-- Exercise description --
Print every line of the listing below, starting with the line that holds "pub fn strip_background()" and going on through the line that holds "pub fn tag_style()", both included, and print nothing else.

-- Data extract --
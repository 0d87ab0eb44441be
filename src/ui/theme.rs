//! Colour palette and text styles used across the UI.

use ratatui::style::{Color, Modifier, Style};

const FOREST: Color = Color::Rgb(6, 63, 31);
const DEEP_FOREST: Color = Color::Rgb(4, 42, 21);
const GOLD: Color = Color::Rgb(255, 215, 0);
const GLOW: Color = Color::Rgb(228, 234, 107);

/// Central theme — change colours here and they propagate everywhere.
pub struct Theme;

impl Theme {
    // ── hero ───────────────────────────────────────────────────
    pub fn hero_background() -> Style {
        Style::default().bg(FOREST)
    }

    pub fn hero_title_style() -> Style {
        Style::default()
            .fg(GOLD)
            .bg(FOREST)
            .add_modifier(Modifier::BOLD)
    }

    pub fn hero_subtitle_style() -> Style {
        Style::default().fg(GOLD).bg(FOREST)
    }

    pub fn cube_style(glowing: bool) -> Style {
        if glowing {
            Style::default().fg(GLOW).bg(FOREST)
        } else {
            Style::default().fg(Color::Rgb(70, 70, 70)).bg(FOREST)
        }
    }

    // ── carousel ───────────────────────────────────────────────
    pub fn strip_background() -> Style {
        Style::default().bg(DEEP_FOREST)
    }

    pub fn section_title_style() -> Style {
        Style::default()
            .fg(Color::White)
            .bg(DEEP_FOREST)
            .add_modifier(Modifier::BOLD)
    }

    pub fn card_border_style(current: bool) -> Style {
        if current {
            Style::default().fg(GOLD)
        } else {
            Style::default().fg(Color::Gray)
        }
    }

    pub fn card_title_style() -> Style {
        Style::default()
            .fg(Color::White)
            .add_modifier(Modifier::BOLD)
    }

    pub fn card_body_style() -> Style {
        Style::default().fg(Color::Gray)
    }

    pub fn tag_style() -> Style {
        Style::default().fg(Color::Black).bg(Color::Gray)
    }

    pub fn link_style() -> Style {
        Style::default()
            .fg(GOLD)
            .add_modifier(Modifier::UNDERLINED)
    }

    pub fn arrow_style() -> Style {
        Style::default()
            .fg(FOREST)
            .bg(Color::White)
            .add_modifier(Modifier::BOLD)
    }

    pub fn dot_style(active: bool) -> Style {
        if active {
            Style::default().fg(GOLD).bg(DEEP_FOREST)
        } else {
            Style::default().fg(Color::DarkGray).bg(DEEP_FOREST)
        }
    }

    // ── pages ──────────────────────────────────────────────────
    pub fn page_heading_style() -> Style {
        Style::default().fg(GOLD).add_modifier(Modifier::BOLD)
    }

    pub fn page_body_style() -> Style {
        Style::default().fg(Color::White)
    }

    pub fn page_border_style() -> Style {
        Style::default().fg(FOREST)
    }

    // ── chrome ─────────────────────────────────────────────────
    pub fn status_bar_style() -> Style {
        Style::default().bg(Color::DarkGray).fg(Color::White)
    }
}
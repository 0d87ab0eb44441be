//! Popup overlay listing the key bindings.

use ratatui::{
    buffer::Buffer,
    layout::Rect,
    style::{Color, Modifier, Style},
    text::{Line, Span},
    widgets::{Block, BorderType, Borders, Clear, Paragraph, Widget},
};

use crate::config::{Action, AppConfig};

/// Read-only controls overlay; any key dismisses it.
pub struct ControlsPopup<'a> {
    pub config: &'a AppConfig,
}

impl<'a> Widget for ControlsPopup<'a> {
    fn render(self, area: Rect, buf: &mut Buffer) {
        // actions + blank above and below + hint + 2 border
        let height = (Action::ALL.len() as u16) + 5;
        let popup = centered_fixed(52, height, area);
        Clear.render(popup, buf);

        let block = Block::default()
            .title(" Controls ")
            .title_style(
                Style::default()
                    .fg(Color::Yellow)
                    .add_modifier(Modifier::BOLD),
            )
            .borders(Borders::ALL)
            .border_type(BorderType::Rounded)
            .border_style(Style::default().fg(Color::DarkGray));

        let inner = block.inner(popup);
        block.render(popup, buf);

        let mut lines = vec![Line::raw("")];
        for &action in Action::ALL.iter() {
            // Fixed-width columns: label left-aligned, keys right-aligned.
            let label_col = format!("   {:<22}", action.label());
            let keys_width = (inner.width as usize)
                .saturating_sub(label_col.len() + 1)
                .max(1);
            let keys_col = format!("{:>keys_width$}", self.config.display_bindings(action));
            lines.push(Line::from(vec![
                Span::styled(label_col, Style::default().fg(Color::White)),
                Span::styled(keys_col, Style::default().fg(Color::Yellow)),
            ]));
        }
        lines.push(Line::raw(""));
        lines.push(Line::from(Span::styled(
            "   Press any key to close",
            Style::default().fg(Color::DarkGray),
        )));

        Paragraph::new(lines).render(inner, buf);
    }
}

/// Create a centered rectangle with fixed dimensions, clamped to the available area.
fn centered_fixed(width: u16, height: u16, area: Rect) -> Rect {
    let w = width.min(area.width);
    let h = height.min(area.height);
    let x = area.x + (area.width.saturating_sub(w)) / 2;
    let y = area.y + (area.height.saturating_sub(h)) / 2;
    Rect::new(x, y, w, h)
}

#[cfg(test)]
mod tests {
    use super::*;

    fn screen_text(buf: &Buffer) -> String {
        let mut out = String::new();
        for y in 0..buf.area.height {
            for x in 0..buf.area.width {
                out.push_str(buf[(x, y)].symbol());
            }
            out.push('\n');
        }
        out
    }

    #[test]
    fn centered_fixed_clamps_to_area() {
        let area = Rect::new(0, 0, 30, 10);
        assert_eq!(centered_fixed(52, 12, area), area);
        assert_eq!(
            centered_fixed(10, 4, Rect::new(0, 0, 30, 10)),
            Rect::new(10, 3, 10, 4)
        );
    }

    #[test]
    fn lists_every_action_with_its_keys() {
        let config = AppConfig::default();
        let area = Rect::new(0, 0, 80, 24);
        let mut buf = Buffer::empty(area);
        ControlsPopup { config: &config }.render(area, &mut buf);

        let text = screen_text(&buf);
        assert!(text.contains("Controls"));
        for action in Action::ALL {
            assert!(text.contains(action.label()), "missing {}", action.label());
        }
        assert!(text.contains(&config.display_bindings(Action::OpenLink)));
        assert!(text.contains("Press any key to close"));
    }
}
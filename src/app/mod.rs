//! Application orchestration — state management, event loop, and input handling.

pub mod event;
pub mod handler;
pub mod state;
pub mod thumbnails;
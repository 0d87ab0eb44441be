//! Floating-cube backdrop for the hero banner.
//!
//! Cubes are laid out once from a seeded RNG so a given seed always yields
//! the same field.  Each cube bobs on its own period; the renderer combines
//! the bob with the parallax offset.

use std::time::Duration;

use rand::rngs::StdRng;
use rand::{Rng, SeedableRng};

/// Probability threshold above which a cube glows.
const GLOW_THRESHOLD: f64 = 0.65;

#[derive(Debug, Clone, PartialEq)]
pub struct Cube {
    /// Edge length in abstract units, `30..80`.
    pub size: f64,
    /// Horizontal position as a fraction of the banner width.
    pub x: f64,
    /// Vertical position as a fraction of the banner height.
    pub y: f64,
    pub glowing: bool,
    /// Phase delay before the bob cycle starts.
    pub delay: Duration,
    /// Full bob period, `5..10` s.
    pub period: Duration,
}

impl Cube {
    /// Vertical bob in `[0, 1]` at `elapsed`: 0 at rest, 1 at the top of the
    /// float.  Smooth at both ends (ease-in-out).
    pub fn lift(&self, elapsed: Duration) -> f64 {
        let period = self.period.as_secs_f64();
        if period <= 0.0 {
            return 0.0;
        }
        let t = elapsed.saturating_sub(self.delay).as_secs_f64();
        let phase = (t % period) / period;
        (1.0 - (phase * std::f64::consts::TAU).cos()) / 2.0
    }

    /// Depth factor for parallax: larger cubes sit closer and move more.
    pub fn depth(&self) -> f64 {
        self.size / 80.0
    }
}

#[derive(Debug, Clone)]
pub struct CubeField {
    cubes: Vec<Cube>,
}

impl CubeField {
    pub fn generate(count: usize, seed: u64) -> Self {
        let mut rng = StdRng::seed_from_u64(seed);
        let cubes = (0..count)
            .map(|_| Cube {
                size: rng.gen_range(30.0..80.0),
                x: rng.gen_range(0.0..1.0),
                y: rng.gen_range(0.0..1.0),
                glowing: rng.gen::<f64>() > GLOW_THRESHOLD,
                delay: Duration::from_secs_f64(rng.gen_range(0.0..5.0)),
                period: Duration::from_secs_f64(rng.gen_range(5.0..10.0)),
            })
            .collect();
        Self { cubes }
    }

    pub fn cubes(&self) -> &[Cube] {
        &self.cubes
    }
}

-- Exercise solution --
    pub fn strip_background() -> Style {
        Style::default().bg(DEEP_FOREST)
    }

    pub fn section_title_style() -> Style {
        Style::default()
            .fg(Color::White)
            .bg(DEEP_FOREST)
            .add_modifier(Modifier::BOLD)
    }

    pub fn card_border_style(current: bool) -> Style {
        if current {
            Style::default().fg(GOLD)
        } else {
            Style::default().fg(Color::Gray)
        }
    }

    pub fn card_title_style() -> Style {
        Style::default()
            .fg(Color::White)
            .add_modifier(Modifier::BOLD)
    }

    pub fn card_body_style() -> Style {
        Style::default().fg(Color::Gray)
    }

    pub fn tag_style() -> Style {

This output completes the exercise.